■ Task ■
Among the entries, which lines carry the string "oneshot"? Copy every one.

■ Raw data ■
--- START ---

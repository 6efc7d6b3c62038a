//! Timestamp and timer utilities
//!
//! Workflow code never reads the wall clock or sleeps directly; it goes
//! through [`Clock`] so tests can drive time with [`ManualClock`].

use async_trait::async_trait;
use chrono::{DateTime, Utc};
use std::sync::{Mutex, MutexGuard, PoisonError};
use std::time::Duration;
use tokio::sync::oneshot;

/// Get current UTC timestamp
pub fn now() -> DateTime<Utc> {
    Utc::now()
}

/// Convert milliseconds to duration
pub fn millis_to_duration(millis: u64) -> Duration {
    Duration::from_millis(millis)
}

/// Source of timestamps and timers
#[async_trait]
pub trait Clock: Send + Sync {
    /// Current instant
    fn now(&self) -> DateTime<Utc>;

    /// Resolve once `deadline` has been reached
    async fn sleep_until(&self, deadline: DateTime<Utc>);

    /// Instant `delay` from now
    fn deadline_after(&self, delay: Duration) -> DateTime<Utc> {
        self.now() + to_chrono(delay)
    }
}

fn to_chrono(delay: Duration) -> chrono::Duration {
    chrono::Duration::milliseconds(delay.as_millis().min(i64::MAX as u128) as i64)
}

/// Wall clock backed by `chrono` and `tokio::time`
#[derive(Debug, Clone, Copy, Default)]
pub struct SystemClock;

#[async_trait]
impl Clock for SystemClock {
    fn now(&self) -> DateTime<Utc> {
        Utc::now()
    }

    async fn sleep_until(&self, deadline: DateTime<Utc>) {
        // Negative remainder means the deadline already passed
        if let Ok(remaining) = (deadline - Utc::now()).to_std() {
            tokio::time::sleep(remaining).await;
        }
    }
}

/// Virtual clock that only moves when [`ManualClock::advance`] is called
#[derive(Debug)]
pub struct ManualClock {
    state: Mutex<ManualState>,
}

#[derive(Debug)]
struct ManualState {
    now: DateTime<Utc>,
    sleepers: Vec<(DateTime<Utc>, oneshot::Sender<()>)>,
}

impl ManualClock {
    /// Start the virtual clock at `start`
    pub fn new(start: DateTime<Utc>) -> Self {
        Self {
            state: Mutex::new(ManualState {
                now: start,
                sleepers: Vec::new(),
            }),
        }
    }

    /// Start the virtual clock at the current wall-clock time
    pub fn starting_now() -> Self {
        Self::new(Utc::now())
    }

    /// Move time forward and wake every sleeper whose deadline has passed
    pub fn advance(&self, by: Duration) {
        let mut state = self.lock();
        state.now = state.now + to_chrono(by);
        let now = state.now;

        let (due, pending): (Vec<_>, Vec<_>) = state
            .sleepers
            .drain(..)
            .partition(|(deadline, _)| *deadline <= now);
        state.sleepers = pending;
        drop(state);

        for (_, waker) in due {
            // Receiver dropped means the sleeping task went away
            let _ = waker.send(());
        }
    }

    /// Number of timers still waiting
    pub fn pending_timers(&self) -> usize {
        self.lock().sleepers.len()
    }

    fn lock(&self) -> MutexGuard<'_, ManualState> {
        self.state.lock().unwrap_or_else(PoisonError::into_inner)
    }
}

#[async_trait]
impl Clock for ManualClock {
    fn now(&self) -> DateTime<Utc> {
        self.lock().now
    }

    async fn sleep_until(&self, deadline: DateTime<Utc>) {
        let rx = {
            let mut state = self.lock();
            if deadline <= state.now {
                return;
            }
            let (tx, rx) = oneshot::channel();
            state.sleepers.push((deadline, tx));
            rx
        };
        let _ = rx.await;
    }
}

--- END ---

■ Result of this task ■
use tokio::sync::oneshot;
    sleepers: Vec<(DateTime<Utc>, oneshot::Sender<()>)>,
            let (tx, rx) = oneshot::channel();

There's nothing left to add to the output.